Os vídeos, gravados em um cenário que tem ao fundo um quadro do guru extremista Olavo de Carvalho, morto em 2022, acusam a CNBB de veicular conteúdo “revolucionário” e usar dados falsos sobre o tamanho do drama da fome no Brasil.
“Apesar de admitir, em certo momento, que ‘toda pessoa [com fome] é importante”, ele questiona pesquisa da Rede Brasileira de Pesquisa em Soberania e Segurança Alimentar e Nutricional (Rede Penssan) que apontou que o número de brasileiros que não têm o que comer passou de 19,1 milhões no fim de 2020 para 33,1 milhões em 2022. Ignorando a volta do país ao Mapa da Fome da Organização das Nações Unidas, Küster escolhe em que dados acreditar e prefere citar uma projeção do Banco Mundial, que indicou uma suposta redução da extrema pobreza no Brasil em 2022, observa o Metrópoles.
Bernardo Küster também ataca a Campanha da Fraternidade da CNBB pela menção, nos textos de apresentação e apoio à ação, dos atos de distribuição de comida aos mais necessitados pelo Movimento dos Trabalhadores Sem Terra (MST) ao longo da pandemia e de uma frase do sociólogo Herbert de Souza (1935-1997), o Betinho, que foi referência no combate à fome no Brasil e defendia que quem não tem o que comer “tem pressa” e precisa ser ajudado imediatamente.
Ainda segundo o site, nos vídeos publicados pelo youtuber há a conclusão de que o objetivo da CNBB com sua Campanha da Fraternidade é criticar políticas do governo de Bolsonaro e promover uma visão esquerdista de mundo, defendendo projetos do governo Lula.
É a terceira vez que a fome é tema da campanha promovida pela Igreja Católica desde 1964. A escolha, realizada via consulta pública entre os católicos, foi feita depois de, após uma década, o Brasil ter voltado a aparecer no Mapa da Fome divulgado pela ONU.
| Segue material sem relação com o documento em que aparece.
//! LLM provider trait

use async_trait::async_trait;
use thiserror::Error;

use crate::message::ChatMessage;
use crate::types::{LLMConfig, LLMResponse};

/// A chat-completion backend. Implementations must be safe to share across
/// concurrent `run` invocations.
#[async_trait]
pub trait LLMProvider: Send + Sync {
    async fn complete(
        &self,
        messages: &[ChatMessage],
        config: Option<&LLMConfig>,
    ) -> Result<LLMResponse, LLMError>;

    fn provider_name(&self) -> &str;
}

/// Errors at the model-call boundary.
#[derive(Debug, Error)]
pub enum LLMError {
    #[error("API error: {message}")]
    API {
        message: String,
        status: Option<u16>,
    },

    #[error("network error: {0}")]
    Network(String),

    #[error("call timed out after {0:?}")]
    Timeout(std::time::Duration),

    #[error("configuration error: {0}")]
    Config(String),

    #[error("template error: {0}")]
    Template(String),

    #[error("serialization error: {0}")]
    Serialization(String),

    #[error("other error: {0}")]
    Other(String),
}

impl From<serde_json::Error> for LLMError {
    fn from(err: serde_json::Error) -> Self {
        LLMError::Serialization(err.to_string())
    }
}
Segundo a CNBB, um dos objetivos deste ano é “propor aos fiéis um caminho de conversão para não ceder à cultura da indiferença frente ao sofrimento humano”.
“Se a fome de uma única pessoa já nos deve incomodar, como nos tornarmos indiferentes diante da fome de inúmeros irmãos e irmãs?”, questionou o secretário-geral da CNBB, Dom Joel Portella Amado, no lançamento da campanha deste ano.
BOLSONARO NEGOU FOME NO BRASIL
Em agosto do ano passado, durante a campanha eleitoral, Jair Bolsonaro (PL), então candidato à reeleição, disse que não existe “fome pra valer” no Brasil, em entrevista ao Ironberg Podcast, comandado pelo fisiculturista Renato Cariani.
Antes, em entrevista ao programa “Pânico”, ele negou haver fome no país ao dizer que inexistiam pessoas “pedindo pão no caixa da padaria”.
“Fome no Brasil, fome para valer, não existe como é falado. O que é extrema pobreza? É você ganhar até US$ 1,9 dólar por dia, isso dá R$ 10. O auxílio Brasil são R$ 20 por dia. Então, porventura, quem porventura está no mapa da fome pode se cadastrar [no programa]”, declarou.